▶ _WHAT YOU NEED TO DO_: Scan the data below for the string "AccrualResult". Show every line where it turns up.

▶ _INFORMATION GIVEN_:
------------------------------

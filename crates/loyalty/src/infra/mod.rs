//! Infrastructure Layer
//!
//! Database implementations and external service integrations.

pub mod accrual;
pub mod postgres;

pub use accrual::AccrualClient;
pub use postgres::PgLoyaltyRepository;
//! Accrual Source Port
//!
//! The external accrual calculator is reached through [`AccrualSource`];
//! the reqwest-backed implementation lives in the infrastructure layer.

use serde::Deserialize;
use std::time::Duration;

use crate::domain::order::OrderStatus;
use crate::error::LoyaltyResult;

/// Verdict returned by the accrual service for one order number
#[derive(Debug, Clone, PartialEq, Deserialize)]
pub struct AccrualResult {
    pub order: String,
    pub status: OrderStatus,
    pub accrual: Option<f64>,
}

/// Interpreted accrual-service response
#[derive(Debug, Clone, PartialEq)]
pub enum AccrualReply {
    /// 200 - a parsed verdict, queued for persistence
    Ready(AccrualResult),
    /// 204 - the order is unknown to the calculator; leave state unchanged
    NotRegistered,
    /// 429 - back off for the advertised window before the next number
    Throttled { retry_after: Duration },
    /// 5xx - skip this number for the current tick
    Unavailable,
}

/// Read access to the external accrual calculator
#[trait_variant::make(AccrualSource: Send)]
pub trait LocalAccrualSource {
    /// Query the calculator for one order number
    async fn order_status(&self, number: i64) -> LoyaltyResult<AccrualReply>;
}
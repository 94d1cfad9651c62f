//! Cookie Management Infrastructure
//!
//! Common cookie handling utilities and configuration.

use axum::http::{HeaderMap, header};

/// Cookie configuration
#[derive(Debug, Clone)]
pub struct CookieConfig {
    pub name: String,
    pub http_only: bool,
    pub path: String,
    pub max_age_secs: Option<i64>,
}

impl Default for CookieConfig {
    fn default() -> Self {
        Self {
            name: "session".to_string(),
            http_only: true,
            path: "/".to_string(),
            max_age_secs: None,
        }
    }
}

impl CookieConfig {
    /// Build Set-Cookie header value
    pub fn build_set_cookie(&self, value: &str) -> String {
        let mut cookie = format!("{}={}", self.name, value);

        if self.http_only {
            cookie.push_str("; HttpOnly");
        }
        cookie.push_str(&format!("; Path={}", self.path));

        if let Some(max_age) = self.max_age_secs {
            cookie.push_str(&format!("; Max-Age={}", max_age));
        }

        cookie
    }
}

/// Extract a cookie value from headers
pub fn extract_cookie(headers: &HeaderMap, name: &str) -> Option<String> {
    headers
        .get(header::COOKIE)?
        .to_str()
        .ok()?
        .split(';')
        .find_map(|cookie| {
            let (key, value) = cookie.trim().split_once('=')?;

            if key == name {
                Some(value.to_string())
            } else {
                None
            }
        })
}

------------------------------

▶ _REPLY_:
pub struct AccrualResult {
    Ready(AccrualResult),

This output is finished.